I'm going to answer the question itself though, and not read more into it. If a composer only wanted to write good music, he should establish an ideal which, when lived up to, represents good music, and then his music should be judged accordingly.

edit:

ha ha, almost exact same post, nice one phil :D

Posted

But that begs the question then, what if said ideal is unknown or undefinable? And yet, it is still called "good music." You can't just put each piece or composer in a little box and judge each to itself, that's silly. You got to evaluate music within the whole. For example, in concert music, there are certain good qualities that a piece should have in order for the majority of listeners to consider it "good quality." Things like it not being boring enough to fall asleep, being emotionally captivating, giving the listener something to take away from the hall after its over. Stuff like that. We see this in other arts all the time, especially cinema. Does music get its own special exemption from critique because "well, its whatever the composer intended". It may not be couth or wise to say this, but to hell with the composer! Was it good music or not? The music is not the composer. In order for it to be useful in evaluation it must stand alone from its creator. If we use the composer's justification as the sole means of evaluation then we dwindle down into "everything is good" therefore there is no such thing as "good." And that's just silly.

  • Like 1
Posted

Wow, I certainly have missed a very lively debate here on the nature of our craft's end result.

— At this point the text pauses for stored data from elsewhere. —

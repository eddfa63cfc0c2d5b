//! Arithmetic utilities for the pricing engine.
//!
//! Every product of two 18-decimal fixed-point quantities can exceed
//! `u128`, so all scaling math in the crate routes through [`mul_div`],
//! which computes `a × b / d` with a full 256-bit intermediate and an
//! explicit [`Rounding`](crate::domain::Rounding) direction.

mod muldiv;

pub use muldiv::mul_div;
impl Router {
    /// Creates a router.
    ///
    /// `account` is the identity pools must be configured to accept
    /// (via [`Factory::set_router`]); `wrapped_native` is the asset the
    /// native variants wrap into.
    ///
    /// # Errors
    ///
    /// [`SwapError::ZeroAddress`] for a zero account or asset.
    pub fn new(account: Account, wrapped_native: AssetId) -> Result<Self> {
        if account.is_zero() || wrapped_native.is_zero() {
            return Err(SwapError::ZeroAddress);
        }
        Ok(Self {
            account,
            wrapped_native,
        })
    }

    /// The router's account identity.
    #[must_use]
    pub const fn account(&self) -> Account {
        self.account
    }

    /// The wrapped representation of the chain-native asset.
    #[must_use]
    pub const fn wrapped_native(&self) -> AssetId {
        self.wrapped_native
    }

    fn ensure_deadline(now: Timestamp, deadline: Timestamp) -> Result<()> {
        if now > deadline {
            return Err(SwapError::Expired);
        }
        Ok(())
    }

    // -- quoting -------------------------------------------------------------

    /// Quotes a two-leg swap end to end without touching any state.
    ///
    /// # Errors
    ///
    /// [`SwapError::SameToken`], [`SwapError::PoolNotFound`], oracle
    /// errors, and quote errors from either leg.
    pub fn get_amount_out(
        &self,
        factory: &Factory,
        amount_in: Amount,
        asset_in: AssetId,
        asset_out: AssetId,
        now: Timestamp,
    ) -> Result<Amount> {
        let (value, price_out) = Self::quote_sell_leg(factory, amount_in, asset_in, asset_out, now)?;
        if value.is_zero() {
            return Ok(Amount::ZERO);
        }
        let pool_out = factory.pool(asset_out).ok_or(SwapError::PoolNotFound)?;
        Ok(pool_out.quote_swap_out(value, price_out, now)?.amount_out)
    }

    /// Sell-leg quote shared by [`get_amount_out`](Self::get_amount_out)
    /// and execution; also resolves the buy-leg price so a swap fails
    /// fast on oracle problems.
    fn quote_sell_leg(
        factory: &Factory,
        amount_in: Amount,
        asset_in: AssetId,
        asset_out: AssetId,
        now: Timestamp,
    ) -> Result<(Value, Wad)> {
        if asset_in == asset_out {
            return Err(SwapError::SameToken);
        }
        let price_in = factory.oracle().get_price(asset_in, now)?;
        let price_out = factory.oracle().get_price(asset_out, now)?;
        let pool_in = factory.pool(asset_in).ok_or(SwapError::PoolNotFound)?;
        factory.pool(asset_out).ok_or(SwapError::PoolNotFound)?;
        let quote = pool_in.quote_swap_in(amount_in, price_in, now)?;
        Ok((quote.value, price_out))
    }

    // -- liquidity -----------------------------------------------------------

    /// Deposits `amount` of `asset` for `caller`, minting shares to
    /// `to`.  Returns the shares minted.
    ///
    /// # Errors
    ///
    /// [`SwapError::Expired`] past the deadline;
    /// [`SwapError::InsufficientLiquidityAmount`] if the minted shares
    /// would fall below `min_shares`; pool and transfer errors.
    #[allow(clippy::too_many_arguments)]
    pub fn add_liquidity(
        &self,
        factory: &mut Factory,
        ledger: &mut dyn TokenLedger,
        caller: Account,
        asset: AssetId,
        amount: Amount,
        min_shares: Amount,
        to: Account,
        deadline: Timestamp,
        now: Timestamp,
    ) -> Result<Amount> {
        Self::ensure_deadline(now, deadline)?;
        let pool = factory.pool_mut(asset)?;
        if pool.quote_deposit(amount)?.shares < min_shares {
            return Err(SwapError::InsufficientLiquidityAmount);
        }
        pool.deposit(self.account, ledger, caller, to, amount, now)
    }

    /// Native-asset variant of [`add_liquidity`](Self::add_liquidity):
    /// wraps `amount` of the caller's native asset, then deposits the
    /// wrapped tokens.
    ///
    /// The wrap runs only after every precondition has been checked, so
    /// a rejected deposit leaves the caller's native balance untouched.
    ///
    /// # Errors
    ///
    /// As [`add_liquidity`](Self::add_liquidity), plus wrap errors.
    #[allow(clippy::too_many_arguments)]
    pub fn add_liquidity_native(
        &self,
        factory: &mut Factory,
        ledger: &mut dyn TokenLedger,
        wrapper: &dyn NativeWrapper,
        caller: Account,
        amount: Amount,
        min_shares: Amount,
        to: Account,
        deadline: Timestamp,
        now: Timestamp,
    ) -> Result<Amount> {
        Self::ensure_deadline(now, deadline)?;
        let asset = self.wrapped_native;
        let pool = factory.pool_mut(asset)?;
        if pool.quote_deposit(amount)?.shares < min_shares {
            return Err(SwapError::InsufficientLiquidityAmount);
        }
        wrapper.wrap(ledger, caller, amount)?;
        pool.deposit(self.account, ledger, caller, to, amount, now)
    }

    /// Burns `shares` of the caller's pool shares, paying the
    /// underlying to `to`.  Returns the payout.
    ///
    /// # Errors
    ///
    /// [`SwapError::Expired`];
    /// [`SwapError::InsufficientTokenAmount`] if the payout would fall
    /// below `min_amount`; pool and transfer errors.
    #[allow(clippy::too_many_arguments)]
    pub fn remove_liquidity(
        &self,
        factory: &mut Factory,
        ledger: &mut dyn TokenLedger,
        caller: Account,
        asset: AssetId,
        shares: Amount,
        min_amount: Amount,
        to: Account,
        deadline: Timestamp,
        now: Timestamp,
    ) -> Result<Amount> {
        Self::ensure_deadline(now, deadline)?;
        let pool = factory.pool_mut(asset)?;
        if pool.quote_withdraw(shares)?.payout < min_amount {
            return Err(SwapError::InsufficientTokenAmount);
        }
        pool.withdraw(self.account, ledger, caller, to, shares, now)
    }

    /// Native-asset variant of
    /// [`remove_liquidity`](Self::remove_liquidity): withdraws wrapped
    /// tokens to `to`, then unwraps them into the native asset.
    ///
    /// # Errors
    ///
    /// As [`remove_liquidity`](Self::remove_liquidity), plus unwrap
    /// errors.
    #[allow(clippy::too_many_arguments)]
    pub fn remove_liquidity_native(
        &self,
        factory: &mut Factory,
        ledger: &mut dyn TokenLedger,
        wrapper: &dyn NativeWrapper,
        caller: Account,
        shares: Amount,
        min_amount: Amount,
        to: Account,
        deadline: Timestamp,
        now: Timestamp,
    ) -> Result<Amount> {
        let payout = self.remove_liquidity(
            factory,
            ledger,
            caller,
            self.wrapped_native,
            shares,
            min_amount,
            to,
            deadline,
            now,
        )?;
        wrapper.unwrap(ledger, to, payout)?;
        Ok(payout)
    }

    /// Withdraws on behalf of a share owner who signed an off-ledger
    /// approval instead of submitting a transaction.
    ///
    /// The message's nonce is consumed even if a later step fails, so a
    /// retry needs a fresh signature.
    ///
    /// # Errors
    ///
    /// Permit errors ([`SwapError::Expired`],
    /// [`SwapError::InvalidSignature`]); otherwise as
    /// [`remove_liquidity`](Self::remove_liquidity).
    #[allow(clippy::too_many_arguments)]
    pub fn remove_liquidity_with_permit(
        &self,
        factory: &mut Factory,
        ledger: &mut dyn TokenLedger,
        verifier: &dyn ApprovalVerifier,
        asset: AssetId,
        message: &ApprovalMessage,
        signature: &Signature,
        min_amount: Amount,
        to: Account,
        deadline: Timestamp,
        now: Timestamp,
    ) -> Result<Amount> {
        Self::ensure_deadline(now, deadline)?;
        if message.spender != self.account {
            return Err(SwapError::InvalidSignature);
        }
        let pool = factory.pool_mut(asset)?;
        if pool.quote_withdraw(message.shares)?.payout < min_amount {
            return Err(SwapError::InsufficientTokenAmount);
        }
        pool.shares_mut().permit(verifier, message, signature, now)?;
        pool.shares_mut()
            .spend_allowance(message.owner, self.account, message.shares)?;
        pool.withdraw(self.account, ledger, message.owner, to, message.shares, now)
    }

    // -- swaps ---------------------------------------------------------------

    /// Swaps an exact `amount_in` of `asset_in` for at least `min_out`
    /// of `asset_out`.  Returns the amount paid out.
    ///
    /// # Errors
    ///
    /// [`SwapError::Expired`], [`SwapError::SameToken`],
    /// [`SwapError::InsufficientOutputAmount`] when the quoted output
    /// falls below `min_out`; oracle, pool, and transfer errors.  If
    /// the buy leg's outbound transfer fails, the sell leg is rolled
    /// back and the input refunded before the error is returned; a
    /// refund the ledger itself rejects is surfaced as that transfer
    /// error instead, with the input left in engine custody.
    #[allow(clippy::too_many_arguments)]
    pub fn swap_exact_tokens_for_tokens(
        &self,
        factory: &mut Factory,
        ledger: &mut dyn TokenLedger,
        caller: Account,
        amount_in: Amount,
        min_out: Amount,
        asset_in: AssetId,
        asset_out: AssetId,
        to: Account,
        deadline: Timestamp,
        now: Timestamp,
    ) -> Result<Amount> {
        Self::ensure_deadline(now, deadline)?;
        let (value, price_out) =
            Self::quote_sell_leg(factory, amount_in, asset_in, asset_out, now)?;
        if value.is_zero() {
            return Err(SwapError::InsufficientOutputAmount);
        }
        let pool_out = factory.pool(asset_out).ok_or(SwapError::PoolNotFound)?;
        if pool_out.quote_swap_out(value, price_out, now)?.amount_out < min_out {
            return Err(SwapError::InsufficientOutputAmount);
        }
        let price_in = factory.oracle().get_price(asset_in, now)?;

        let pool_in = factory.pool_mut(asset_in)?;
        let snapshot = pool_in.snapshot();
        let value = pool_in.swap_in(self.account, ledger, caller, amount_in, price_in, now)?;
        let outcome = factory
            .pool_mut(asset_out)?
            .swap_out(self.account, ledger, to, value, price_out, now);
        match outcome {
            Ok(out) => {
                tracing::debug!(
                    asset_in = ?asset_in,
                    asset_out = ?asset_out,
                    amount_in = %amount_in,
                    amount_out = %out,
                    "swap"
                );
                Ok(out)
            }
            Err(err) => {
                tracing::warn!(error = %err, "buy leg failed, rolling back sell leg");
                factory.pool_mut(asset_in)?.restore(snapshot);
                if let Err(refund) = ledger.credit(asset_in, caller, amount_in) {
                    tracing::error!(
                        error = %refund,
                        asset = ?asset_in,
                        amount = %amount_in,
                        "swap refund rejected, input remains in engine custody"
                    );
                    return Err(refund);
                }
                Err(err)
            }
        }
    }

    /// Swaps an exact amount of the native asset for tokens.  The sell
    /// leg must resolve to the wrapped-native pool.
    ///
    /// The whole route is quoted and bounds-checked before the caller's
    /// native balance is wrapped, so an ordinary rejection never leaves
    /// the caller holding wrapped tokens.  If execution still fails
    /// after the wrap, the refunded wrapped input is unwrapped back.
    ///
    /// # Errors
    ///
    /// [`SwapError::InvalidInToken`] if `asset_in` is not the wrapped
    /// native asset; otherwise as
    /// [`swap_exact_tokens_for_tokens`](Self::swap_exact_tokens_for_tokens),
    /// plus wrap errors.
    #[allow(clippy::too_many_arguments)]
    pub fn swap_exact_native_for_tokens(
        &self,
        factory: &mut Factory,
        ledger: &mut dyn TokenLedger,
        wrapper: &dyn NativeWrapper,
        caller: Account,
        amount_in: Amount,
        min_out: Amount,
        asset_in: AssetId,
        asset_out: AssetId,
        to: Account,
        deadline: Timestamp,
        now: Timestamp,
    ) -> Result<Amount> {
        if asset_in != self.wrapped_native {
            return Err(SwapError::InvalidInToken);
        }
        Self::ensure_deadline(now, deadline)?;
        let quoted = self.get_amount_out(factory, amount_in, asset_in, asset_out, now)?;
        if quoted.is_zero() || quoted < min_out {
            return Err(SwapError::InsufficientOutputAmount);
        }
        wrapper.wrap(ledger, caller, amount_in)?;
        match self.swap_exact_tokens_for_tokens(
            factory, ledger, caller, amount_in, min_out, asset_in, asset_out, to, deadline, now,
        ) {
            Ok(out) => Ok(out),
            Err(err) => {
                // the rollback refunded wrapped tokens; hand back native
                wrapper.unwrap(ledger, caller, amount_in)?;
                Err(err)
            }
        }
    }

    /// Swaps an exact amount of tokens for the native asset.  The buy
    /// leg must resolve to the wrapped-native pool; the payout is
    /// unwrapped to `to`.
    ///
    /// If the final unwrap fails, both pools are restored, the wrapped
    /// payout is reclaimed, and the input is refunded, so the caller
    /// sees either the full native payout or no change at all.
    ///
    /// # Errors
    ///
    /// [`SwapError::InvalidOutToken`] if `asset_out` is not the wrapped
    /// native asset; otherwise as
    /// [`swap_exact_tokens_for_tokens`](Self::swap_exact_tokens_for_tokens),
    /// plus unwrap errors.
    #[allow(clippy::too_many_arguments)]
    pub fn swap_exact_tokens_for_native(
        &self,
        factory: &mut Factory,
        ledger: &mut dyn TokenLedger,
        wrapper: &dyn NativeWrapper,
        caller: Account,
        amount_in: Amount,
        min_out: Amount,
        asset_in: AssetId,
        asset_out: AssetId,
        to: Account,
        deadline: Timestamp,
        now: Timestamp,
    ) -> Result<Amount> {
        if asset_out != self.wrapped_native {
            return Err(SwapError::InvalidOutToken);
        }
        let snap_in = factory
            .pool(asset_in)
            .ok_or(SwapError::PoolNotFound)?
            .snapshot();
        let snap_out = factory
            .pool(asset_out)
            .ok_or(SwapError::PoolNotFound)?
            .snapshot();
        let out = self.swap_exact_tokens_for_tokens(
            factory, ledger, caller, amount_in, min_out, asset_in, asset_out, to, deadline, now,
        )?;
        if let Err(err) = wrapper.unwrap(ledger, to, out) {
            tracing::warn!(error = %err, "unwrap failed, rolling back swap");
            factory.pool_mut(asset_in)?.restore(snap_in);
            factory.pool_mut(asset_out)?.restore(snap_out);
            ledger.debit(asset_out, to, out)?;
            ledger.credit(asset_in, caller, amount_in)?;
            return Err(err);
        }
        Ok(out)
    }
}
//! Oracle acceptance policy.

use serde::{Deserialize, Serialize};

use crate::domain::Wad;
use crate::error::{Result, SwapError};

/// Acceptance policy for oracle prices.
///
/// A price is served only if it passes this policy: it must be younger
/// than `max_age_secs`, and when both a pushed price and a reference
/// feed are available their relative difference must stay within
/// `tolerance`.  Setting `feed_only` bypasses pushed prices entirely and
/// serves the reference feed alone, which is the emergency escape hatch
/// when the pusher set is compromised or offline.
#[derive(Debug, Clone, PartialEq, Eq, Serialize, Deserialize)]
pub struct OracleConfig {
    tolerance: Wad,
    max_age_secs: u64,
    feed_only: bool,
}

impl OracleConfig {
    /// Creates a config, validating all invariants.
    ///
    /// # Errors
    ///
    /// Returns [`SwapError::InvalidConfiguration`] if the tolerance
    /// exceeds 100% or the staleness bound is zero.
    pub fn new(tolerance: Wad, max_age_secs: u64, feed_only: bool) -> Result<Self> {
        let config = Self {
            tolerance,
            max_age_secs,
            feed_only,
        };
        config.validate()?;
        Ok(config)
    }

    /// Validates all config invariants.
    ///
    /// # Errors
    ///
    /// See [`OracleConfig::new`].
    pub fn validate(&self) -> Result<()> {
        if self.tolerance > Wad::ONE {
            return Err(SwapError::InvalidConfiguration(
                "price tolerance exceeds 100%",
            ));
        }
        if self.max_age_secs == 0 {
            return Err(SwapError::InvalidConfiguration(
                "zero price staleness bound",
            ));
        }
        Ok(())
    }

    /// Maximum relative difference tolerated between a pushed price and
    /// the reference feed.
    #[must_use]
    pub const fn tolerance(&self) -> Wad {
        self.tolerance
    }

    /// Maximum age in seconds before a price is considered stale.
    #[must_use]
    pub const fn max_age_secs(&self) -> u64 {
        self.max_age_secs
    }

    /// Whether pushed prices are bypassed in favor of reference feeds.
    #[must_use]
    pub const fn feed_only(&self) -> bool {
        self.feed_only
    }

    /// Flips the feed-only override.
    pub fn set_feed_only(&mut self, feed_only: bool) {
        self.feed_only = feed_only;
    }
}

impl Default for OracleConfig {
    /// 2% cross-check tolerance, 5-minute staleness bound, pushed
    /// prices enabled.
    fn default() -> Self {
        Self {
            tolerance: Wad::new(20_000_000_000_000_000),
            max_age_secs: 300,
            feed_only: false,
        }
    }
}

#[cfg(test)]
mod tests {
    use super::*;

    #[test]
    fn default_is_valid() {
        assert!(OracleConfig::default().validate().is_ok());
    }

    #[test]
    fn excess_tolerance_rejected() {
        let r = OracleConfig::new(Wad::new(1_000_000_000_000_000_001), 300, false);
        assert!(r.is_err());
    }

    #[test]
    fn zero_age_rejected() {
        let r = OracleConfig::new(Wad::ZERO, 0, false);
        assert!(r.is_err());
    }

    #[test]
    fn feed_only_toggles() {
        let mut config = OracleConfig::default();
        assert!(!config.feed_only());
        config.set_feed_only(true);
        assert!(config.feed_only());
    }
}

I'll put my two cents in the mix here:

For me, music is both an extension of my own personal thoughts/ideas and a continuation of the overall stream of human experience. Let me elaborate on both of these, before the trolls start pouncing.

By personal thoughts/ideas:

My music is structured to convey my own ideas and thoughts. I, like I'm sure others here, do my best to present my ideas and thoughts in an intellectually coherent way. With my harmonic language, which while not out there in totality isn't Common Practice, that requires a great deal of thought and planning. To this end, I think I succeed in creating music that seems logical, natural, organic, and intellectually coherent. It get's what I want to say across and does it in a way that other's can comprehend and appreciate it - or at least I hope.

By overall stream of human experience:

This is where, I'm sure, trolls will pounce. I believe that each of us rests on the shoulders of giants. Our work, at our earliest stages, is built upon and inspired by the work of these giants. Whether it be Mozart, Beethoven, Mahler, Shostakovitch, Schoenberg, or Dittersdorf, we all have started our foundations with aspects taken from the works of these giants. Thus, the same as I. I studied the masters to death. Mozart, Beethoven, Haydn, Handel, and Schubert especially. My foundation was built on things I took from my studies. My own experiences however moved me from their language to embrace the language I now use. Each of us, even those who have yet to experience life, move through experiences and are shaped by them. As artists, that shaping is most profound in the art we create - as has been chronicled by virtually every composer/painter/author since time immortal, lol.

To close in my thoughts on this, it is my belief that if you are serious about your art/craft that you will indeed move through the normal stages of being a composer. You start by studying and finding what it is that speaks to you. You write it - knowing you'll make many mistakes at first. You write it some more and expand on it. You experience life and emulate it through your music. You grow. Everything else outside that circle, all the theories and philosophies and opinions... is mute.